Data.

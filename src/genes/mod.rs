//! Reference [`Gene`](crate::Gene) implementations for numeric search spaces.
//!
//! - [`ConstrainedFloat`]: real value kept in `[min, max]`, uniform mutation.
//! - [`ConstrainedInt`]: integer value kept in `[min, max]`, uniform mutation.
//! - [`NormalDistribution`]: unbounded real value, normally distributed mutation.
//! - [`ConstrainedNormal`]: normally distributed mutation clamped to `[min, max]`.
//! - [`ConstrainedFloatGrad`] and [`ConstrainedNormalGrad`]: the above with a
//!   configured finite-difference step, for [`gradient`](crate::gradient()).

pub mod constrained;
pub mod grad;
pub mod normal;

pub use constrained::{ConstrainedFloat, ConstrainedInt};
pub use grad::{ConstrainedFloatGrad, ConstrainedNormalGrad, DEFAULT_STEP};
pub use normal::{ConstrainedNormal, NormalDistribution};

Exercise aim. Above are the records; from them, give again exactly the lines from the one containing "numeric search spaces." through the one containing "finite-difference step, for", both included.

Written response.
//! Reference [`Gene`](crate::Gene) implementations for numeric search spaces.
//!
//! - [`ConstrainedFloat`]: real value kept in `[min, max]`, uniform mutation.
//! - [`ConstrainedInt`]: integer value kept in `[min, max]`, uniform mutation.
//! - [`NormalDistribution`]: unbounded real value, normally distributed mutation.
//! - [`ConstrainedNormal`]: normally distributed mutation clamped to `[min, max]`.
//! - [`ConstrainedFloatGrad`] and [`ConstrainedNormalGrad`]: the above with a
//!   configured finite-difference step, for [`gradient`](crate::gradient()).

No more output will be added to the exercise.